This particular shelter was formed because 4 people froze to death. That was the genesis of it. People freezing to death because they had no place to go to escape the cold is why the shelter came to be. As a result, a consortium of churches and charitable organizations came together and funded this very shelter, because government wasn’t doing squat except hauling bodies away.
Now, they turn away folks in deathly cold because of funding cuts. And no food.
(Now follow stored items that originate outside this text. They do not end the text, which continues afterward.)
/// Top-level fragments of `text` that open with `open` and close with the
/// matching `close`, in order of appearance.
///
/// Quotes inside a candidate are tracked so brackets in string values do not
/// count towards nesting. A candidate that never balances is skipped and the
/// scan resumes right after its opening bracket.
pub(crate) fn balanced_fragments(text: &str, open: char, close: char) -> Vec<&str> {
    let mut fragments = Vec::new();
    let mut cursor = 0;
    while cursor < text.len() {
        let Some(offset) = text[cursor..].find(open) else {
            break;
        };
        let start = cursor + offset;
        match matching_close(&text[start..], open, close) {
            Some(len) => {
                fragments.push(&text[start..start + len]);
                cursor = start + len;
            }
            None => cursor = start + open.len_utf8(),
        }
    }
    fragments
}

/// Byte length of the balanced fragment at the start of `text`.
fn matching_close(text: &str, open: char, close: char) -> Option<usize> {
    let mut depth = 0usize;
    let mut in_string = false;
    let mut escaped = false;
    for (idx, ch) in text.char_indices() {
        if in_string {
            if escaped {
                escaped = false;
            } else if ch == '\\' {
                escaped = true;
            } else if ch == '"' {
                in_string = false;
            }
            continue;
        }
        if ch == '"' {
            in_string = true;
        } else if ch == open {
            depth += 1;
        } else if ch == close {
            depth = depth.checked_sub(1)?;
            if depth == 0 {
                return Some(idx + ch.len_utf8());
            }
        }
    }
    None
}

/// Escape raw control characters that appear inside string values.
///
/// Whitespace between tokens is left alone; only characters inside an open
/// string literal are rewritten. `\r\n` collapses into a single `\n`.
pub(crate) fn escape_string_controls(fragment: &str) -> String {
    let mut out = String::with_capacity(fragment.len());
    let mut in_string = false;
    let mut escaped = false;
    let mut chars = fragment.chars().peekable();
    while let Some(ch) = chars.next() {
        if !in_string {
            if ch == '"' {
                in_string = true;
            }
            out.push(ch);
            continue;
        }
        if escaped {
            escaped = false;
            out.push(ch);
            continue;
        }
        match ch {
            '\\' => {
                escaped = true;
                out.push(ch);
            }
            '"' => {
                in_string = false;
                out.push(ch);
            }
            '\r' => {
                if chars.peek() == Some(&'\n') {
                    chars.next();
                }
                out.push_str("\\n");
            }
            '\n' => out.push_str("\\n"),
            '\t' => out.push_str("\\t"),
            ch if ch.is_control() && (ch as u32) < 0x20 => {
                out.push_str(&format!("\\u{:04x}", ch as u32));
            }
            _ => out.push(ch),
        }
    }
    out
}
People will freeze to death while hungry.
‐—-
I don’t work in the evenings very often, but the dinner service is very often provided by a church, a business, or a service organization. Like probably 5 times a week. Heavy on the churches. I’m not religious, but I purposefully thank everybody that contributes if I’m there. Not everyone has forgot about charity.
Other shoes…
@de stijl:
I’m interested in whether church contributions vary noticeably by denomination.
I’ve never seen “Honey badger don’t give a F” applied to economic policy.
It’s also fun to watch Trump blow up all the sanewashing the news has been doing for Republicans for decades now.
@Beth:
Most people don’t realize what a powerful song that is.
Thanks for it.
The Talking Heads, David Bowie and Hole are the soundtrack of my life.
@Sleeping Dog:
MBS’s again!?!
I used to work for a mortgage bank. I’m definitely going to hell.
Mortgage providers do not exist to lend you money to “buy” your dream house and profit off the interest. They exist to repackage your mortgage loan with thousands of others and sell it off as a security to some sucker. And then they also sell the servicing rights (servicers are the folks who send you bills and take and process your monthly payments and sock you with fees.) Why accept risk if you could repackage it and resell it onto the secondary market?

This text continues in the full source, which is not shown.